This week, Ad Age’s Kunur Patel and Laurel Wentz raise a good point: Why did Apple choose not to include a Spanish-language Siri when it launched in October? The company, normally pretty brilliant in its marketing, risks alienating the U.S. ethnic group most likely to buy a smartphone by not launching a Spanish-language component for its voice-recognition software.
“I have several friends who purchased iPhones for family members and then returned them because Siri doesn’t speak Spanish,” they quote one unnamed Hispanic media exec as saying. “At first they thought the phone was broken.
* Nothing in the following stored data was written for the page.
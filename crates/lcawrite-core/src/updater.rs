//! The merge engine: writes resolved field updates into a process document.
//!
//! Every update either lands completely or is skipped with an audit entry; a
//! single bad update never fails the document. Normalization always runs last.

use serde_json::Value;
use tracing::debug;

use crate::audit::{Decision, DocumentAudit};
use crate::catalog::{EnumTable, ValueKind};
use crate::multilang::{self, TEXT_KEY};
use crate::normalize;
use crate::path::PathLayout;
use crate::reference::ReferenceResolver;
use crate::requirement::{ExchangeUpdate, FieldUpdate, FieldValue, MatchKind};
use crate::translation::TranslationIndex;
use crate::tree;

/// Audit reason when `overwrite` is off and the destination already holds data.
pub const EXISTING_PRESERVED: &str = "existing value preserved";

const TRUE_WORDS: [&str; 5] = ["true", "yes", "y", "1", "是"];
const FALSE_WORDS: [&str; 5] = ["false", "no", "n", "0", "否"];

pub struct DocumentUpdater<'a> {
    translations: &'a dyn TranslationIndex,
    enums: &'a EnumTable,
    references: &'a ReferenceResolver<'a>,
}

impl<'a> DocumentUpdater<'a> {
    pub fn new(
        translations: &'a dyn TranslationIndex,
        enums: &'a EnumTable,
        references: &'a ReferenceResolver<'a>,
    ) -> Self {
        Self {
            translations,
            enums,
            references,
        }
    }

    /// Apply `fields` at the process root and `exchanges` to each matched
    /// exchange entry, then normalize. Mutates in place.
    pub fn apply<'d>(
        &self,
        document: &'d mut Value,
        fields: &[FieldUpdate],
        exchanges: &[ExchangeUpdate],
        audit: &mut DocumentAudit<'_>,
    ) -> &'d mut Value {
        if !document.is_object() {
            audit.record(
                "document",
                Decision::SkippedUnmapped,
                format!(
                    "document is {}, not an object; nothing applied",
                    tree::kind_name(document)
                ),
            );
            return document;
        }
        debug!(
            document_id = audit.document_id(),
            fields = fields.len(),
            exchanges = exchanges.len(),
            "applying updates"
        );

        let root = tree::process_root_mut(document);
        for update in fields {
            self.apply_field(root, update, &update.label, audit);
        }
        self.apply_exchanges(root, exchanges, audit);

        normalize::normalize(document, audit);
        document
    }

    fn apply_field(
        &self,
        root: &mut Value,
        update: &FieldUpdate,
        field: &str,
        audit: &mut DocumentAudit<'_>,
    ) {
        if !update.is_mapped() {
            audit.record(field, Decision::SkippedUnmapped, "no schema target for label");
            return;
        }
        match update.schema_path.layout() {
            Ok(PathLayout::Direct(keys)) => self.write_direct(root, &keys, update, field, audit),
            Ok(PathLayout::PerLanguage { prefix, suffix }) => {
                self.write_per_language(root, &prefix, &suffix, update, field, audit)
            }
            Err(err) => audit.record(
                field,
                Decision::SkippedUnmapped,
                format!("invalid path '{}': {err}", update.schema_path),
            ),
        }
    }

    fn write_direct(
        &self,
        root: &mut Value,
        keys: &[&str],
        update: &FieldUpdate,
        field: &str,
        audit: &mut DocumentAudit<'_>,
    ) {
        let Some((leaf, parents)) = keys.split_last() else {
            return;
        };
        let existing = match tree::lookup(root, keys) {
            Ok(found) => found.cloned(),
            Err(err) => {
                audit.record(field, Decision::SkippedUnmapped, format!("path not writable: {err}"));
                return;
            }
        };
        if !update.overwrite && existing.as_ref().is_some_and(|value| !tree::is_blank(value)) {
            audit.record(field, Decision::SkippedUnmapped, EXISTING_PRESERVED);
            return;
        }
        let Some(value) = self.build_value(existing.as_ref(), update, field, audit) else {
            return;
        };
        match tree::ensure_object(root, parents) {
            Ok(parent) => {
                parent.insert(leaf.to_string(), value.clone());
                record_write(audit, field, existing, value);
            }
            Err(err) => audit.record(
                field,
                Decision::SkippedUnmapped,
                format!("path not writable: {err}"),
            ),
        }
    }

    /// Write one text per language into the entry list at `prefix`, walking
    /// `suffix` inside each entry (or writing `#text` when it is empty).
    fn write_per_language(
        &self,
        root: &mut Value,
        prefix: &[&str],
        suffix: &[&str],
        update: &FieldUpdate,
        field: &str,
        audit: &mut DocumentAudit<'_>,
    ) {
        let pairs = match (&update.value_kind, &update.value) {
            (ValueKind::Multilingual, FieldValue::Languages(pairs)) => {
                multilang::canonical_pairs(pairs)
            }
            _ => {
                audit.record(
                    field,
                    Decision::SkippedUnmapped,
                    "per-language path needs a multilingual value",
                );
                return;
            }
        };
        let Some((leaf, parents)) = prefix.split_last() else {
            return;
        };
        let target: Vec<&str> = if suffix.is_empty() {
            vec![TEXT_KEY]
        } else {
            suffix.to_vec()
        };

        // Check every language before touching anything.
        let slot = match tree::lookup(root, prefix) {
            Ok(slot) => slot,
            Err(err) => {
                audit.record(field, Decision::SkippedUnmapped, format!("path not writable: {err}"));
                return;
            }
        };
        if let Some(blocker) =
            slot.filter(|slot| !matches!(slot, Value::Null | Value::Array(_) | Value::Object(_)))
        {
            audit.record(
                field,
                Decision::SkippedUnmapped,
                format!("path not writable: '{leaf}' holds {}", tree::kind_name(blocker)),
            );
            return;
        }
        for (lang, _) in &pairs {
            if let Some(entry) = slot.and_then(|slot| find_language(slot, lang))
                && let Err(err) = tree::lookup(entry, &target)
            {
                audit.record(
                    format!("{field} [{lang}]"),
                    Decision::SkippedUnmapped,
                    format!("path not writable: {err}"),
                );
                return;
            }
        }

        let parent = match tree::ensure_object(root, parents) {
            Ok(parent) => parent,
            Err(err) => {
                audit.record(field, Decision::SkippedUnmapped, format!("path not writable: {err}"));
                return;
            }
        };
        let slot = parent
            .entry(leaf.to_string())
            .or_insert_with(|| Value::Array(Vec::new()));
        upgrade_to_list(slot);
        let Value::Array(items) = slot else {
            return;
        };

        let (inner_leaf, inner_parents) = match target.split_last() {
            Some(split) => split,
            None => return,
        };
        for (lang, text) in &pairs {
            let label = format!("{field} [{lang}]");
            let index = match items.iter().position(|item| is_language(item, lang)) {
                Some(index) => index,
                None => {
                    items.push(multilang::blank_entry(lang));
                    items.len() - 1
                }
            };
            let entry = &mut items[index];
            let existing = tree::lookup(entry, &target).ok().flatten().cloned();
            if !update.overwrite && existing.as_ref().is_some_and(|value| !tree::is_blank(value)) {
                audit.record(label, Decision::SkippedUnmapped, EXISTING_PRESERVED);
                continue;
            }
            let value = Value::String(text.clone());
            match tree::ensure_object(entry, inner_parents) {
                Ok(container) => {
                    container.insert(inner_leaf.to_string(), value.clone());
                    record_write(audit, &label, existing, value);
                }
                Err(err) => audit.record(
                    label,
                    Decision::SkippedUnmapped,
                    format!("path not writable: {err}"),
                ),
            }
        }
        multilang::sort_entries(items);
    }

    fn apply_exchanges(
        &self,
        root: &mut Value,
        exchanges: &[ExchangeUpdate],
        audit: &mut DocumentAudit<'_>,
    ) {
        let mut supported = Vec::with_capacity(exchanges.len());
        for exchange in exchanges {
            match &exchange.match_kind {
                MatchKind::All => supported.push(exchange),
                MatchKind::Unsupported(kind) => {
                    for update in &exchange.fields {
                        audit.record(
                            format!("exchange {}", update.label),
                            Decision::SkippedUnmapped,
                            format!("unsupported exchange match kind '{kind}'"),
                        );
                    }
                }
            }
        }
        if supported.is_empty() {
            return;
        }

        let Some(slot) = tree::get_mut(root, &["exchanges", "exchange"]) else {
            audit.record(
                "exchanges",
                Decision::SkippedUnmapped,
                "document has no exchange list; exchange updates not applied",
            );
            return;
        };
        if slot.is_object() {
            let single = slot.take();
            *slot = Value::Array(vec![single]);
        }
        let found = tree::kind_name(slot);
        let Value::Array(entries) = slot else {
            audit.record(
                "exchanges",
                Decision::SkippedUnmapped,
                format!("exchange list is {found}; exchange updates not applied"),
            );
            return;
        };
        if entries.is_empty() {
            debug!(document_id = audit.document_id(), "no exchanges to update");
        }
        for (index, entry) in entries.iter_mut().enumerate() {
            if !entry.is_object() {
                audit.record(
                    format!("exchange[{index}]"),
                    Decision::SkippedUnmapped,
                    format!("exchange entry is {}", tree::kind_name(entry)),
                );
                continue;
            }
            for exchange in &supported {
                for update in &exchange.fields {
                    let field = format!("exchange[{index}] {}", update.label);
                    self.apply_field(entry, update, &field, audit);
                }
            }
        }
    }

    /// Shape the update's value for the document. `None` when the update has
    /// been skipped (and audited).
    fn build_value(
        &self,
        existing: Option<&Value>,
        update: &FieldUpdate,
        field: &str,
        audit: &mut DocumentAudit<'_>,
    ) -> Option<Value> {
        match (update.value_kind, &update.value) {
            (ValueKind::Plain, FieldValue::Scalar(value)) => Some(value.clone()),
            (ValueKind::Multilingual, FieldValue::Languages(pairs)) => {
                Some(multilang::merge(existing, pairs))
            }
            (ValueKind::Boolean, FieldValue::Scalar(value)) => match parse_bool(value) {
                Some(flag) => Some(Value::String(flag.to_string())),
                None => {
                    audit.record(
                        field,
                        Decision::SkippedUnmapped,
                        format!("cannot read {value} as a boolean"),
                    );
                    None
                }
            },
            (ValueKind::Enum, FieldValue::Scalar(_)) => {
                let text = update.value.as_text().unwrap_or_default();
                let enumerant = self.translations.lookup(&text).and_then(|key| {
                    let field_key = update.schema_path.leaf_key()?;
                    self.enums.enumerant(field_key, key)
                });
                match enumerant {
                    Some(enumerant) => Some(Value::String(enumerant.to_string())),
                    None => {
                        audit.record(
                            field,
                            Decision::SkippedUnmapped,
                            format!("no enumeration value for '{text}'"),
                        );
                        None
                    }
                }
            }
            (ValueKind::Reference, FieldValue::Reference(descriptor)) => {
                Some(self.references.resolve(descriptor, field, audit).to_value())
            }
            (kind, value) => {
                audit.record(
                    field,
                    Decision::SkippedUnmapped,
                    format!("{kind} field cannot take {}", shape_name(value)),
                );
                None
            }
        }
    }
}

fn find_language<'v>(slot: &'v Value, lang: &str) -> Option<&'v Value> {
    match slot {
        Value::Array(items) => items.iter().find(|item| is_language(item, lang)),
        Value::Object(_) if is_language(slot, lang) => Some(slot),
        _ => None,
    }
}

fn is_language(entry: &Value, lang: &str) -> bool {
    multilang::language_of(entry).is_some_and(|code| multilang::same_language(code, lang))
}

/// Turn a null or single-entry slot into a list of entries.
fn upgrade_to_list(slot: &mut Value) {
    match slot {
        Value::Null => *slot = Value::Array(Vec::new()),
        Value::Object(_) => {
            let single = slot.take();
            *slot = if tree::is_blank(&single) {
                Value::Array(Vec::new())
            } else {
                Value::Array(vec![single])
            };
        }
        _ => {}
    }
}

fn record_write(audit: &mut DocumentAudit<'_>, field: &str, before: Option<Value>, after: Value) {
    match before {
        Some(before) if before == after => {
            audit.record(field, Decision::Applied, "value unchanged")
        }
        Some(before) if !tree::is_blank(&before) => audit.record_change(
            field,
            Decision::Overwritten,
            "existing value replaced",
            Some(before),
            Some(after),
        ),
        _ => audit.record_change(field, Decision::Applied, "value written", None, Some(after)),
    }
}

pub fn parse_bool(value: &Value) -> Option<bool> {
    match value {
        Value::Bool(flag) => Some(*flag),
        Value::Number(n) => match n.as_i64() {
            Some(1) => Some(true),
            Some(0) => Some(false),
            _ => None,
        },
        Value::String(text) => {
            let word = text.trim().to_lowercase();
            if TRUE_WORDS.contains(&word.as_str()) {
                Some(true)
            } else if FALSE_WORDS.contains(&word.as_str()) {
                Some(false)
            } else {
                None
            }
        }
        _ => None,
    }
}

fn shape_name(value: &FieldValue) -> &'static str {
    match value {
        FieldValue::Scalar(_) => "a scalar value",
        FieldValue::Languages(_) => "language entries",
        FieldValue::Reference(_) => "a reference",
    }
}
Then they said, ‘Siri es una estupida.’ “
Ariel Coro, founder of Tu Tecnología, a multimedia platform to educate Hispanics about technology, told Fox Latino last year that, “the initial supported language for an application many times has to do with the ethnic composition of the founders, how easy they think these features can be implemented, the familiarity of the team with the language and in many cases, available programming resources.” Coro adds that Spanish is a fairly difficult language to interpret for natural voice recognition since there are many variations that sound completely different to voice recognition software.
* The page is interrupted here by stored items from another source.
#[cfg(test)]
mod tests {
    use super::*;
    use crate::audit::AuditLog;
    use serde_json::json;
    use std::collections::HashMap;

    struct Fixed(HashMap<(String, String), SourceRecord>);

    impl RecordSource for Fixed {
        fn fetch_record(&self, table: &str, id: &str) -> Result<Option<SourceRecord>, LookupError> {
            Ok(self.0.get(&(table.to_string(), id.to_string())).cloned())
        }
    }

    struct Failing;

    impl RecordSource for Failing {
        fn fetch_record(&self, _: &str, _: &str) -> Result<Option<SourceRecord>, LookupError> {
            Err(LookupError("timeout".into()))
        }
    }

    fn descriptor(kind: ReferenceKind, id: &str) -> ReferenceDescriptor {
        ReferenceDescriptor {
            kind,
            external_id: id.to_string(),
        }
    }

    #[test]
    fn unknown_source_yields_placeholder_and_one_audit_entry() {
        let resolver = ReferenceResolver::new(&NoRecords);
        let mut log = AuditLog::new();
        let reference = resolver.resolve(
            &descriptor(ReferenceKind::Source, "0f3c0000-aaaa-4bbb-8ccc-000000000001"),
            "Data source",
            &mut log.scope("doc"),
        );
        assert!(reference.needs_review);
        assert_eq!(reference.ref_object_id, "0f3c0000-aaaa-4bbb-8ccc-000000000001");
        assert_eq!(reference.short_description[0].1, NEEDS_REVIEW);
        assert_eq!(log.len(), 1);
        assert_eq!(log.entries()[0].decision, Decision::NeedsReviewPlaceholder);

        let value = reference.to_value();
        assert_eq!(value["@type"], "Source data set");
        assert_eq!(value["@version"], DEFAULT_VERSION);
        assert_eq!(value["common:shortDescription"]["#text"], NEEDS_REVIEW);
    }

    #[test]
    fn lookup_error_is_a_placeholder_not_a_failure() {
        let resolver = ReferenceResolver::new(&Failing);
        let mut log = AuditLog::new();
        let reference = resolver.resolve(
            &descriptor(ReferenceKind::Contact, "c1"),
            "Owner",
            &mut log.scope("doc"),
        );
        assert!(reference.needs_review);
        assert!(log.entries()[0].reason.contains("timeout"));
    }

    #[test]
    fn resolves_contact_metadata() {
        let mut records = HashMap::new();
        records.insert(
            ("contacts".to_string(), "c1".to_string()),
            SourceRecord {
                version: Some(" 01.00.002 ".into()),
                content: json!({
                    "contactDataSet": {
                        "contactInformation": {
                            "dataSetInformation": {
                                "common:shortName": [
                                    {"@xml:lang": "en", "#text": "Tiangong"},
                                    {"@xml:lang": "zh", "#text": "天工"}
                                ]
                            }
                        }
                    }
                }),
            },
        );
        let source = Fixed(records);
        let resolver = ReferenceResolver::new(&source).with_uri_base("https://example.org/ds/");
        let mut log = AuditLog::new();
        let reference = resolver.resolve(
            &descriptor(ReferenceKind::Contact, "c1"),
            "Owner",
            &mut log.scope("doc"),
        );
        assert!(!reference.needs_review);
        assert!(log.is_empty());
        assert_eq!(reference.version, "01.00.002");
        assert_eq!(reference.uri, "https://example.org/ds/c1");
        let value = reference.to_value();
        assert_eq!(value["@type"], "Contact data set");
        assert_eq!(value["common:shortDescription"][1]["#text"], "天工");
    }

    #[test]
    fn falls_back_to_nested_short_description_then_id() {
        let mut records = HashMap::new();
        records.insert(
            ("sources".to_string(), "s1".to_string()),
            SourceRecord {
                version: None,
                content: json!({"meta": [{"common:shortDescription": {"#text": "Report"}}]}),
            },
        );
        records.insert(
            ("sources".to_string(), "s2".to_string()),
            SourceRecord {
                version: None,
                content: json!({}),
            },
        );
        let source = Fixed(records);
        let resolver = ReferenceResolver::new(&source);
        let mut log = AuditLog::new();
        let mut audit = log.scope("doc");

        let first = resolver.resolve(&descriptor(ReferenceKind::Source, "s1"), "f", &mut audit);
        assert_eq!(first.short_description, vec![("en".to_string(), "Report".to_string())]);
        assert_eq!(first.version, DEFAULT_VERSION);

        let second = resolver.resolve(&descriptor(ReferenceKind::Source, "s2"), "f", &mut audit);
        assert_eq!(second.short_description, vec![("en".to_string(), "s2".to_string())]);
    }

    #[test]
    fn kind_parsing() {
        assert_eq!("Contact data set".parse(), Ok(ReferenceKind::Contact));
        assert_eq!("sources".parse(), Ok(ReferenceKind::Source));
        assert_eq!(" Flow ".parse(), Ok(ReferenceKind::Flow));
        assert!("unit group".parse::<ReferenceKind>().is_err());
    }
}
Fans seem to agree that Apple is probably working out the kinks of a Spanish Siri.
“This was a business choice through and through,” says Ad Age commenter Kathleen Gallagher of Sun Valley, California, “Because once they get the Spanish perfected you know it’s going to over take the Spanish speaking market. One thing’s for sure Apple is not stupid when it comes to technology and controlling the market. Why they had German and French down first may be because those were easier to program since less people speak those languages and there are less variants in the language itself.”
For Apple’s part, they’ve chosen not to comment on the issue of a Spanish Siri specifically, but have said that they will add support for more languages in 2012. Let’s hope Spanish is one of them because, As Ad Age reminds us, Siri was born in California, a state where more than one-third of the population is Hispanic or Latino. She’s got to be Spanish-speaking or she’s one dumb app.